:: PROVIDED RECORDS ::
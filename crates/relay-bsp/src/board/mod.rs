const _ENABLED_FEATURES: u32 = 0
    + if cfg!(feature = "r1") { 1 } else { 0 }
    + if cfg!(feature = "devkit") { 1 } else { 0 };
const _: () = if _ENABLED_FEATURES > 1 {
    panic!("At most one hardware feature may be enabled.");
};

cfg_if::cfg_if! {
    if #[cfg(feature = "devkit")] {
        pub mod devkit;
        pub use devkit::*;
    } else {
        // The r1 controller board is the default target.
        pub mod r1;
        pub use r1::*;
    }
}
:::
Exactly the lines from the one holding "const _ENABLED_FEATURES: u32 = 0" through the end of the data are to be repeated, with both ends included.

const _ENABLED_FEATURES: u32 = 0
    + if cfg!(feature = "r1") { 1 } else { 0 }
    + if cfg!(feature = "devkit") { 1 } else { 0 };
const _: () = if _ENABLED_FEATURES > 1 {
    panic!("At most one hardware feature may be enabled.");
};

cfg_if::cfg_if! {
    if #[cfg(feature = "devkit")] {
        pub mod devkit;
        pub use devkit::*;
    } else {
        // The r1 controller board is the default target.
        pub mod r1;
        pub use r1::*;
    }
}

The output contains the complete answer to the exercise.